The heatwave we have experienced recently has gone and the weather has become as capricious as the insect and now three days of very strong winds have been added to the mix of cloud and rain causing even more upset to both watchers and butterfly.
I was becoming disheartened and desperate to see an emperor close up and for an extended period of time but today the weather, as predicted was one of light cloud with just occasional sunny periods all accompanied by a very strong, gusting southwest wind. Not good at all.
I refused to be deterred and set off, not for my favoured location of Bernwood Forest but to Bucknell Wood in nearby Northamptonshire. I left my home early and arrived at the wood at 8.30am with the sky completely overcast but every so often the sun would shine for a few minutes before the cloud rolled over once again.
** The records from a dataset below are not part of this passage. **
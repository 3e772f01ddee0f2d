use chrono::{DateTime, Utc};
use serde::{Deserialize, Serialize};
use std::fmt;

use crate::error::{Error, Result};

/// A supported display language, e.g. `en` or `pt-BR`
#[derive(Debug, Clone, PartialEq, Eq, Hash, Serialize, Deserialize)]
#[serde(try_from = "String", into = "String")]
pub struct LocaleCode(String);

impl LocaleCode {
    /// Parse a locale code: two or three ASCII letters, optionally followed
    /// by `-` and a two letter region.
    pub fn parse(code: &str) -> Result<Self> {
        let (lang, region) = match code.split_once('-') {
            Some((lang, region)) => (lang, Some(region)),
            None => (code, None),
        };

        let lang_ok = (2..=3).contains(&lang.len()) && lang.chars().all(|c| c.is_ascii_lowercase());
        let region_ok = region
            .map(|r| r.len() == 2 && r.chars().all(|c| c.is_ascii_uppercase()))
            .unwrap_or(true);

        if !lang_ok || !region_ok {
            return Err(Error::InvalidData(format!("Invalid locale code '{}'", code)));
        }

        Ok(Self(code.to_string()))
    }

    pub fn as_str(&self) -> &str {
        &self.0
    }
}

impl fmt::Display for LocaleCode {
    fn fmt(&self, f: &mut fmt::Formatter<'_>) -> fmt::Result {
        f.write_str(&self.0)
    }
}

impl TryFrom<String> for LocaleCode {
    type Error = Error;

    fn try_from(value: String) -> Result<Self> {
        LocaleCode::parse(&value)
    }
}

impl From<LocaleCode> for String {
    fn from(value: LocaleCode) -> Self {
        value.0
    }
}

/// Whether a route can be listed as-is or needs concrete parameter values
#[derive(Debug, Clone, Copy, PartialEq, Eq, Hash, Serialize, Deserialize)]
#[serde(rename_all = "lowercase")]
pub enum RouteKind {
    Static,
    Dynamic,
}

/// A page path pattern relative to the locale root.
///
/// The locale root itself is the empty path; every other path starts with `/`.
#[derive(Debug, Clone, PartialEq, Eq, Hash, Serialize, Deserialize)]
pub struct RouteTemplate {
    pub path: String,
    pub kind: RouteKind,
}

impl RouteTemplate {
    pub fn new(path: impl Into<String>, kind: RouteKind) -> Self {
        Self {
            path: path.into(),
            kind,
        }
    }

    pub fn static_route(path: impl Into<String>) -> Self {
        Self::new(path, RouteKind::Static)
    }

    pub fn dynamic_route(path: impl Into<String>) -> Self {
        Self::new(path, RouteKind::Dynamic)
    }

    pub fn is_root(&self) -> bool {
        self.path.is_empty()
    }

    /// Names of the bracketed segments, e.g. `id` for `/courses/[id]`
    /// and `rest` for `/docs/[...rest]`
    pub fn placeholders(&self) -> Vec<&str> {
        self.path
            .split('/')
            .filter_map(placeholder_name)
            .collect()
    }

    /// Replace the first placeholder with a concrete value
    pub fn fill(&self, value: &str) -> Option<String> {
        let mut filled = false;
        let segments: Vec<String> = self
            .path
            .split('/')
            .map(|segment| {
                if !filled && placeholder_name(segment).is_some() {
                    filled = true;
                    value.to_string()
                } else {
                    segment.to_string()
                }
            })
            .collect();

        filled.then(|| segments.join("/"))
    }
}

/// Return the parameter name of a bracketed segment
///
/// Handles `[id]`, `[...slug]` and `[[...slug]]`.
pub fn placeholder_name(segment: &str) -> Option<&str> {
    let inner = segment
        .strip_prefix("[[")
        .and_then(|s| s.strip_suffix("]]"))
        .or_else(|| segment.strip_prefix('[').and_then(|s| s.strip_suffix(']')))?;

    let name = inner.trim_start_matches("...");
    if name.is_empty() { None } else { Some(name) }
}

/// Ordered, deduplicated set of route templates.
#[derive(Debug, Clone, Default, PartialEq, Eq, Serialize, Deserialize)]
#[serde(transparent)]
pub struct RouteManifest {
    routes: Vec<RouteTemplate>,
}

impl RouteManifest {
    pub fn new() -> Self {
        Self::default()
    }

    /// Add a route unless the same path is already present
    ///
    /// Returns `true` when the route was added.
    pub fn push(&mut self, route: RouteTemplate) -> bool {
        if self.routes.iter().any(|r| r.path == route.path) {
            return false;
        }
        self.routes.push(route);
        true
    }

    pub fn routes(&self) -> &[RouteTemplate] {
        &self.routes
    }

    pub fn static_routes(&self) -> Vec<RouteTemplate> {
        self.of_kind(RouteKind::Static)
    }

    pub fn dynamic_routes(&self) -> Vec<RouteTemplate> {
        self.of_kind(RouteKind::Dynamic)
    }

    pub fn len(&self) -> usize {
        self.routes.len()
    }

    pub fn is_empty(&self) -> bool {
        self.routes.is_empty()
    }

    fn of_kind(&self, kind: RouteKind) -> Vec<RouteTemplate> {
        self.routes.iter().filter(|r| r.kind == kind).cloned().collect()
    }
}

impl FromIterator<RouteTemplate> for RouteManifest {
    fn from_iter<I: IntoIterator<Item = RouteTemplate>>(iter: I) -> Self {
        let mut manifest = RouteManifest::new();
        for route in iter {
            manifest.push(route);
        }
        manifest
    }
}

/// Sitemap `changefreq` values
#[derive(Debug, Clone, Copy, PartialEq, Eq, Serialize, Deserialize)]
#[serde(rename_all = "lowercase")]
pub enum ChangeFrequency {
    Always,
    Hourly,
    Daily,
    Weekly,
    Monthly,
    Yearly,
    Never,
}

impl ChangeFrequency {
    pub fn as_str(&self) -> &'static str {
        match self {
            ChangeFrequency::Always => "always",
            ChangeFrequency::Hourly => "hourly",
            ChangeFrequency::Daily => "daily",
            ChangeFrequency::Weekly => "weekly",
            ChangeFrequency::Monthly => "monthly",
            ChangeFrequency::Yearly => "yearly",
            ChangeFrequency::Never => "never",
        }
    }
}

/// One `<url>` element of the sitemap
#[derive(Debug, Clone, PartialEq, Serialize, Deserialize)]
pub struct SitemapEntry {
    pub url: String,
    pub last_modified: DateTime<Utc>,
    pub change_frequency: ChangeFrequency,
    /// Always within `0.0..=1.0`
    pub priority: f32,
}

/// Deployment environment, selects defaults such as the public site URL
#[derive(Debug, Clone, Copy, PartialEq, Eq, Default, Serialize, Deserialize)]
#[serde(rename_all = "lowercase")]
pub enum Environment {
    Production,
    #[default]
    Development,
}

impl Environment {
    /// Interpret an `APP_ENV` / `NODE_ENV` style value
    pub fn from_flag(value: &str) -> Self {
        match value.trim().to_ascii_lowercase().as_str() {
            "production" | "prod" => Environment::Production,
            _ => Environment::Development,
        }
    }
}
The wind was troublingly strong but the ride I had in mind would be sheltered by the mature oak trees on either side. The crucial factor was the sun, would it shine long enough to persuade any butterfly and one in particular to take to the air?
I parked the car, walked to a cross roads of tracks and set off up the narrow track bisecting the ride in front of me. Sheltered from the buffeting wind it was warm when the sun shone down the ride but cold when under cloud. Hardly any butterflies were to be seen. A few of the ubiquitous Meadow Browns and Ringlets were all that accompanied me along the ride in the sunny spells, jinking and bouncing above the wet grass or clinging onto grass blades when it was cloudy awaiting the next sunny spell.
Silver washed Fritillaries also stirred with the increasing sunny spells and began hurtling along the ride, not many but all seemingly on an urgent mission, with no time to stop. Finally one settled on a thistle and nectared for a few minutes before realising it had places to go and was off at speed into the green mystery of the wood. Such fantastic looking insects, big, bright and orange.
|A male Silver washed Fritillary|
I moved slowly forward and the butterfly took no notice. I stood over it and walked around it, the butterfly immune to my presence. I could see its yellow proboscis, curved like a minute spaghetti string into the horse dung. I abandoned myself to a heady delight, alone and triumphant in the middle of a wood. The long wait forgotten in an instant. I checked my phone. It was 1143.
The butterfly responded by shutting its wings, displaying an intricate patterning and large 'false' eye on the undersides, then it opened its wings, placing them flat to the ground and there was that breath expelling flash of glorious colour on its wings. Not just on one wing but both! Oh yes. Thank you sir and please let's have some more if you so desire. It did and I received regular shots of adrenalin as the butterfly showed me its hidden glory.
It lasted for twelve minutes, the butterfly feeding avidly but then, presumably satiated it lost interest and wandered off the horse dung and onto the surface of the track, walked around aimlessly as if it was searching for something but obviously failed to find it and fluttered into the air, describing a couple of low circles around my legs, then once round my waist before flying off at speed into the trees, brushing off the impertinence of an over inquisitive dragonfly on the way.
His Imperial Majesty had left and I never saw him again.
I wanted more, so much more your Royal Highness!